Carlo Ratti Associati, WeBuild, and Michel Virlogeux propose replacement for Francis Scott Key Bridge

When the Francis Scott Key Bridge collapsed early March 26 in Baltimore, six construction workers died in the Patapsco River, and the wreckage was broadcast on news stations around the U.S. The rubble stood as physical testimony to the sorry state of infrastructure investment in the U.S. and the precarity many undocumented laborers face.

Now, Carlo Ratti Associati (CRA) has a plan for replacing the 3,500-foot bridge together with WeBuild, an Italian construction group; and Michel Virlogeux, a French structural engineer. The renderings mark the first proposed design for a replacement bridge since the deadly March 26 collapse.

The collective design by CRA, WeBuild, and Virlogeux is a speculative proposal that hasn’t been approved by city or state officials. But designers note that the proposed structure would redefine the entrance to Baltimore Harbor and restore a lasting symbol of the historic Maryland city.
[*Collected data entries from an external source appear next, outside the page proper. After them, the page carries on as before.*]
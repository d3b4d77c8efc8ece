use std::collections::HashMap;

use serde::{Deserialize, Deserializer};
use serde_json::{Map, Value};

use crate::error::{SchemaError, SchemaResult};

/// Uid prefix of user-defined content types. Built-in and plugin types are
/// filtered out of [`SchemaMaps`].
pub const APPLICATION_PREFIX: &str = "application::";

/// One attribute of a content type or component, classified by what path
/// discovery cares about.
#[derive(Debug, Clone, PartialEq, Eq)]
pub enum AttributeSpec {
    /// `{type: "richtext"}`
    RichText,
    /// `{type: "component", component: uid}`
    Component { component: String },
    /// `{target: uid}`, a relation to another content type.
    Relation { target: String },
    /// Any other attribute type. Ignored by discovery.
    Other(Option<String>),
}

impl AttributeSpec {
    /// Classifies a raw attribute definition.
    ///
    /// Checks run in the order richtext, component, relation; a definition
    /// matching none of them is [`AttributeSpec::Other`].
    pub fn from_value(value: &Value) -> Self {
        let kind = value.get("type").and_then(Value::as_str);

        if kind == Some("richtext") {
            return Self::RichText;
        }

        if kind == Some("component") {
            if let Some(component) = value.get("component").and_then(Value::as_str) {
                return Self::Component {
                    component: component.to_string(),
                };
            }
        } else if let Some(target) = value.get("target").and_then(Value::as_str) {
            return Self::Relation {
                target: target.to_string(),
            };
        }

        Self::Other(kind.map(str::to_string))
    }
}

/// A content type or component definition.
#[derive(Debug, Clone, PartialEq, Eq, Default, Deserialize)]
pub struct SchemaItem {
    #[serde(default)]
    pub uid: String,
    /// `collectionType` / `singleType` for content types, absent for components.
    #[serde(default)]
    pub kind: Option<String>,
    /// Attributes in declaration order.
    #[serde(default, deserialize_with = "deserialize_attributes")]
    pub attributes: Option<Vec<(String, AttributeSpec)>>,
}

impl SchemaItem {
    /// Shorthand for a content type with the given attributes.
    pub fn content_type(uid: &str, attributes: Vec<(&str, AttributeSpec)>) -> Self {
        Self {
            uid: uid.to_string(),
            kind: Some("collectionType".to_string()),
            attributes: Some(owned(attributes)),
        }
    }

    /// Shorthand for a component with the given attributes.
    pub fn component(uid: &str, attributes: Vec<(&str, AttributeSpec)>) -> Self {
        Self {
            uid: uid.to_string(),
            kind: None,
            attributes: Some(owned(attributes)),
        }
    }

    /// Components carry no `kind`.
    pub fn is_component(&self) -> bool {
        self.kind.as_deref().is_none_or(str::is_empty)
    }

    /// Returns the attribute at `index` in declaration order.
    pub fn attribute(&self, index: usize) -> Option<(&str, &AttributeSpec)> {
        self.attributes
            .as_ref()
            .and_then(|attrs| attrs.get(index))
            .map(|(key, attr)| (key.as_str(), attr))
    }

    /// Builds an item from a `{uid, schema}` envelope entry. The envelope uid
    /// wins over any uid inside the schema body.
    fn from_entry(entry: SchemaEntry) -> SchemaResult<Self> {
        let mut item = match entry.schema {
            Value::Null => Self::default(),
            schema @ Value::Object(_) => serde_json::from_value(schema)?,
            other => {
                return Err(SchemaError::InvalidSchema {
                    uid: entry.uid,
                    reason: format!("expected an object, got {other}"),
                });
            }
        };
        item.uid = entry.uid;
        Ok(item)
    }
}

fn owned(attributes: Vec<(&str, AttributeSpec)>) -> Vec<(String, AttributeSpec)> {
    attributes
        .into_iter()
        .map(|(key, attr)| (key.to_string(), attr))
        .collect()
}

fn deserialize_attributes<'de, D>(
    deserializer: D,
) -> Result<Option<Vec<(String, AttributeSpec)>>, D::Error>
where
    D: Deserializer<'de>,
{
    let raw = Option::<Map<String, Value>>::deserialize(deserializer)?;
    Ok(raw.map(|attrs| {
        attrs
            .iter()
            .map(|(key, value)| (key.clone(), AttributeSpec::from_value(value)))
            .collect()
    }))
}

/// Envelope returned by the content-type builder endpoints.
#[derive(Debug, Deserialize)]
struct SchemaListResponse {
    data: Vec<SchemaEntry>,
}

#[derive(Debug, Deserialize)]
struct SchemaEntry {
    uid: String,
    #[serde(default)]
    schema: Value,
}

/// Content types and components keyed by uid.
///
/// Content types are restricted to [`APPLICATION_PREFIX`] uids; components
/// are kept as-is. Content-type uids remember their response order so that
/// discovery visits them deterministically.
#[derive(Debug, Clone, Default, PartialEq, Eq)]
pub struct SchemaMaps {
    types: HashMap<String, SchemaItem>,
    components: HashMap<String, SchemaItem>,
    type_order: Vec<String>,
}

impl SchemaMaps {
    /// Builds the maps from already-decoded items.
    pub fn new(
        types: impl IntoIterator<Item = SchemaItem>,
        components: impl IntoIterator<Item = SchemaItem>,
    ) -> Self {
        let mut maps = Self::default();
        for item in types {
            maps.insert_type(item);
        }
        for item in components {
            maps.components.insert(item.uid.clone(), item);
        }
        maps
    }

    /// Decodes the raw `content-types` and `components` response bodies.
    pub fn from_responses(types: Value, components: Value) -> SchemaResult<Self> {
        let types: SchemaListResponse = serde_json::from_value(types)?;
        let components: SchemaListResponse = serde_json::from_value(components)?;

        let types = types
            .data
            .into_iter()
            .map(SchemaItem::from_entry)
            .collect::<SchemaResult<Vec<_>>>()?;
        let components = components
            .data
            .into_iter()
            .map(SchemaItem::from_entry)
            .collect::<SchemaResult<Vec<_>>>()?;

        Ok(Self::new(types, components))
    }

    fn insert_type(&mut self, item: SchemaItem) {
        if !item.uid.starts_with(APPLICATION_PREFIX) {
            return;
        }
        if !self.types.contains_key(&item.uid) {
            self.type_order.push(item.uid.clone());
        }
        self.types.insert(item.uid.clone(), item);
    }

    /// Looks up a content type by uid.
    pub fn content_type(&self, uid: &str) -> Option<&SchemaItem> {
        self.types.get(uid)
    }

    /// Looks up a component by uid.
    pub fn component(&self, uid: &str) -> Option<&SchemaItem> {
        self.components.get(uid)
    }

    /// Content-type uids in response order.
    pub fn type_uids(&self) -> impl Iterator<Item = &str> {
        self.type_order.iter().map(String::as_str)
    }

    pub fn type_count(&self) -> usize {
        self.types.len()
    }

    pub fn component_count(&self) -> usize {
        self.components.len()
    }
}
sunlight hitting bridge over water
The new bridge would be sited about 100 feet from the current site of the Key Bridge. (Courtesy CRA)

The bridge proposal in Baltimore builds upon Carlo Ratti’s work at the MIT Senseable City Lab. One of his projects, entitled Good Vibrations, explores new ways of monitoring the structural safety of bridges using cellphone data. The design for Baltimore’s replacement bridge incorporates this research, while also leveraging the robust portfolio of WeBuild and Michel Virlogeux.
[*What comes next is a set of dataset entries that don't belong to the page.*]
//! Client error types.

use thiserror::Error;

/// Result type for client operations.
pub type ClientResult<T> = Result<T, ClientError>;

/// Errors that can occur while talking to the Strapi API.
#[derive(Debug, Error)]
pub enum ClientError {
    #[error("HTTP error: {0}")]
    Http(#[from] reqwest::Error),

    #[error("request to {url} failed with status {status}")]
    Status { url: String, status: u16 },

    #[error("serialization error: {0}")]
    Serialization(#[from] serde_json::Error),

    #[error("schema error: {0}")]
    Schema(#[from] strapi_schema::SchemaError),

    #[error("invalid configuration: {0}")]
    Config(String),
}

impl ClientError {
    /// Returns the HTTP status code, if the server answered at all.
    pub fn status(&self) -> Option<u16> {
        match self {
            ClientError::Status { status, .. } => Some(*status),
            ClientError::Http(e) => e.status().map(|s| s.as_u16()),
            _ => None,
        }
    }
}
Previously, WeBuild executed the rapid reconstruction (in record time) of the Ponte Morandi in Genoa, Italy, after that structure collapsed in 2018. And Michel Virlogeux was the engineer behind critical infrastructure projects in Europe like Lisbon’s Ponto Vasco da Gama and the Millau Viaduct in the Occitania region of France, the world’s tallest bridge. In Baltimore, CRA, WeBuild, and Virlogeux have synthesized their collective expertise to help Baltimore rebuild better.

rendering of cars driving on bridge
The tentative design enlarges the bridge’s main span from 1,200 feet to 2,230 feet. (Courtesy CRA)

One of the main problems with the old bridge (completed in 1977 by J. E. Greiner Company) was that its supporting pillars were practically equidistant from one another. This shrunk the egress gap for large vessels entering and exiting the Port of Baltimore—a design flaw which played a significant part in the March 26 disaster. Thus, the new design by CRA, WeBuild, and Michel Virlogeux addresses that problem by creating a much more generous window for large vessels to pass through vis-a-vis a cable-stayed structure.

The cable-stayed bridge design emphasizes safety and long-term adaptability, the team said. Cable-stayed structures are the best way to build at the necessary span while minimizing the project’s embodied carbon. This design element also removes the need to build artificial islands to protect the pillars in the Patapsco River.

The tentative design enlarges the bridge’s main span from 1,200 feet to 2,230 feet. Its primary support pillars are strategically sited in much shallower water with a depth of about 23 feet. This places the pillars far away from the navigation channel used by large vessels and insulates the critical infrastructure from another disastrous collapse.

Designers also note that their proposed structure increases the bridge’s clearance from 185 feet to 230 feet to allow tall vessels to safely pass underneath. As vessels become increasingly larger and taller, this height clearance is paramount for ensuring that the Port of Baltimore remains a major international hub in the years to come.

For ease of construction, the bridge design would be sited about 100 feet from the current site of the Key Bridge. This would allow the U.S. Army Corps of Engineers to quickly build a temporary crossing to allow for the permanent structure’s construction.

 rendering of proposed Francis Scott Key Bridge at nighttime
Evening view (Courtesy CRA)

Last but not least, the design would offer a larger roadway with a new lane added in each direction. This is meant to accommodate increased vehicle capacity and address the high traffic levels that the previous bridge often faced. There are also smart features for safe traffic management and predictive maintenance techniques—technologies that derive from Ratti’s tenure at MIT’s Senseable City Lab.

Overall, the design will prevent extensive disturbance to Maryland’s economy, the design team said, while also adding a significant entrance to the most significant shipping port on the East Coast.